* _What the exercise asks_:
What is the count of lines in the material below that hold "IdGenerator"? Answer with only that number.

* _Data for processing_:
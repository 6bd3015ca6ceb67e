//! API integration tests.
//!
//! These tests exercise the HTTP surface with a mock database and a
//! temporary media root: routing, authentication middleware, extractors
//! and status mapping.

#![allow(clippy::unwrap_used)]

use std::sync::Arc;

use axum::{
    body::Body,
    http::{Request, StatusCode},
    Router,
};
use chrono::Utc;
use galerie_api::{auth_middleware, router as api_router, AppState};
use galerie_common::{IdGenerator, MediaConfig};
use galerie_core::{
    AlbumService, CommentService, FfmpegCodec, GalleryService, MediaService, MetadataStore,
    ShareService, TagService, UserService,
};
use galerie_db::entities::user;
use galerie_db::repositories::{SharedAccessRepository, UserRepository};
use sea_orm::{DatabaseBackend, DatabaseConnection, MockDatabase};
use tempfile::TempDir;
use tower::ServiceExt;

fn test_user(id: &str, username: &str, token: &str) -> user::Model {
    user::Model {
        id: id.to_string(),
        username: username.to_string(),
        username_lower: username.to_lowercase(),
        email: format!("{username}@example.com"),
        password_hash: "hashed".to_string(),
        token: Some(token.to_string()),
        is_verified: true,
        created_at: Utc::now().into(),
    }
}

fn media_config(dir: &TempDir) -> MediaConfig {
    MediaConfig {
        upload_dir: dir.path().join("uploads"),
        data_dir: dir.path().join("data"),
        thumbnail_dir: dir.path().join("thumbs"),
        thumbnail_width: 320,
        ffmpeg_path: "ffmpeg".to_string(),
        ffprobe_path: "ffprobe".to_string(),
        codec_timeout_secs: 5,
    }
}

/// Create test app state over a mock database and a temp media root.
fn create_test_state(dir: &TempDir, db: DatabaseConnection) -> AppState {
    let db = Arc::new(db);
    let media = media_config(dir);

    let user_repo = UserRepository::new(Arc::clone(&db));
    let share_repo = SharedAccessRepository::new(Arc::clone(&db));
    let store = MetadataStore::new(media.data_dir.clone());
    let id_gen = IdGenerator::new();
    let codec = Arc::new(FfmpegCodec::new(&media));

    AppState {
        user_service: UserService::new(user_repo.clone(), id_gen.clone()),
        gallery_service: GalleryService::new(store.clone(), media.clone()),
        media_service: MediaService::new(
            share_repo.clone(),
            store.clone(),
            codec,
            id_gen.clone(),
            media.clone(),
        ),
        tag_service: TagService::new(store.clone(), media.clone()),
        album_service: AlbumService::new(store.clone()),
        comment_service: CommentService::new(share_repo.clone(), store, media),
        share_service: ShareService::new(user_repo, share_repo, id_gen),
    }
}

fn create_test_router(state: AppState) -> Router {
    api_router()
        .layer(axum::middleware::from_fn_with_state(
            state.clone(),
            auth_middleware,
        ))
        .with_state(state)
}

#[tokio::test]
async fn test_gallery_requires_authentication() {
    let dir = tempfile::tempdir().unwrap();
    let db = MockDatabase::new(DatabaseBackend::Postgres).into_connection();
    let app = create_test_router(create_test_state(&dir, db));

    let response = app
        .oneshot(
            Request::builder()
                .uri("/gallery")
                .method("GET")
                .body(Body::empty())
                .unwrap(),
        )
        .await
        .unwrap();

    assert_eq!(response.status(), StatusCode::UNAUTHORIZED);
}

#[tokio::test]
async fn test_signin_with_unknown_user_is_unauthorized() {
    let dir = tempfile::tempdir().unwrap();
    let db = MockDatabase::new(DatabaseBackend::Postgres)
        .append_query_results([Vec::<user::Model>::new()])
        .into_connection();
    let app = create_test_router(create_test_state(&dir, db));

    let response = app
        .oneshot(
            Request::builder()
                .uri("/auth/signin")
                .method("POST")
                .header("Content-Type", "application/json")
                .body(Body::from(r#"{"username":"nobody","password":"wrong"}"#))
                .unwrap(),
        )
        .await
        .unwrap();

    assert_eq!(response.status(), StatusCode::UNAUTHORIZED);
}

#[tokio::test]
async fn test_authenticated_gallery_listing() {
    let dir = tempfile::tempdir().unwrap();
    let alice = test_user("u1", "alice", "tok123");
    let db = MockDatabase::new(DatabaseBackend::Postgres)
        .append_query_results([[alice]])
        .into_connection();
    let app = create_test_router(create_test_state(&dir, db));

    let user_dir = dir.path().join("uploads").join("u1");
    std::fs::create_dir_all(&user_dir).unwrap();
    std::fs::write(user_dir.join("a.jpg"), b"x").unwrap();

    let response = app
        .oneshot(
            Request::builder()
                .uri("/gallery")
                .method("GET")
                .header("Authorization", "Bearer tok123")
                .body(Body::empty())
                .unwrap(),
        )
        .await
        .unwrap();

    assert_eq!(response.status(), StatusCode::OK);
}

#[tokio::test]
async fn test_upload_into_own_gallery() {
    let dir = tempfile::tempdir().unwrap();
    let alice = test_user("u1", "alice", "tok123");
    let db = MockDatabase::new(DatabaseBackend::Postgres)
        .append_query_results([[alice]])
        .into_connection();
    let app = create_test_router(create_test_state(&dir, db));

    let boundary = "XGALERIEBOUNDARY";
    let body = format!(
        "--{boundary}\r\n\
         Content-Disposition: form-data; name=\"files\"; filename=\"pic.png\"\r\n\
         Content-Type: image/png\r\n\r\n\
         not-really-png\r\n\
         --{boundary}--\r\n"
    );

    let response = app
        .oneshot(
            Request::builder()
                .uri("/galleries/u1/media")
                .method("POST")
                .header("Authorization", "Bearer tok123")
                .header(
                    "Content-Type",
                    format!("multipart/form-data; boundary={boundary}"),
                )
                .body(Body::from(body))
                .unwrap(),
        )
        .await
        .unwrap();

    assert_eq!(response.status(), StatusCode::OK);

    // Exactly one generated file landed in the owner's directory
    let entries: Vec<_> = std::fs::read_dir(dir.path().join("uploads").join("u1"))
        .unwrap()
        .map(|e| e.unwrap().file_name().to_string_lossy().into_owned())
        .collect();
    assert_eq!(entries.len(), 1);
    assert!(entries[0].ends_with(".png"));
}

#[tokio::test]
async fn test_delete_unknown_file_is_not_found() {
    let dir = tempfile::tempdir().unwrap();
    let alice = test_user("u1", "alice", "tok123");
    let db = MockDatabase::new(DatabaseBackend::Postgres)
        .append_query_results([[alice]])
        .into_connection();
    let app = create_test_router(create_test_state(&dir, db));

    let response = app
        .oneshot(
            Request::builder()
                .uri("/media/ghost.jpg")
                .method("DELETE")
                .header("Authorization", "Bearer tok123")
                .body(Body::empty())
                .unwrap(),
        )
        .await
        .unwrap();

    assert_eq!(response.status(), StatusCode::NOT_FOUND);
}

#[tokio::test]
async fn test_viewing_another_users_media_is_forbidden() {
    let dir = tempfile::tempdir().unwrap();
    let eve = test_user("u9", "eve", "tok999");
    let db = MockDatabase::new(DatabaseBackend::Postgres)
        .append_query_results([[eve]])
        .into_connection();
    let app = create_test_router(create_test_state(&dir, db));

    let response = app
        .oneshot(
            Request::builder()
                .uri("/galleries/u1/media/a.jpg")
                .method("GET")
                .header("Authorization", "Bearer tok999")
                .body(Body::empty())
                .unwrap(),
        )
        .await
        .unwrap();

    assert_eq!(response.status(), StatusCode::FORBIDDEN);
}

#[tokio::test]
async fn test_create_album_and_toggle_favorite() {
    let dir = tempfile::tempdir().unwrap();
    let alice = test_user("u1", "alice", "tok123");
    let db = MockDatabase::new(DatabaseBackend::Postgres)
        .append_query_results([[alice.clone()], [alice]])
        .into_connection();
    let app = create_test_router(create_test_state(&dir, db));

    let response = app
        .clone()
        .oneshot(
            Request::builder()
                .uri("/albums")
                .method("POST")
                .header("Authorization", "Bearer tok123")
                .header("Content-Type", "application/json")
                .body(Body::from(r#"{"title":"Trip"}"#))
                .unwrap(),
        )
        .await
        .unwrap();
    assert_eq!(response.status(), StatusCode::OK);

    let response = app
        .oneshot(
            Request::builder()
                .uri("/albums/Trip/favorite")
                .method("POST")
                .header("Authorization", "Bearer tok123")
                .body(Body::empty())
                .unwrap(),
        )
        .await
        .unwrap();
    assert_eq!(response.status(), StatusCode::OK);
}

* _Answer below_:
2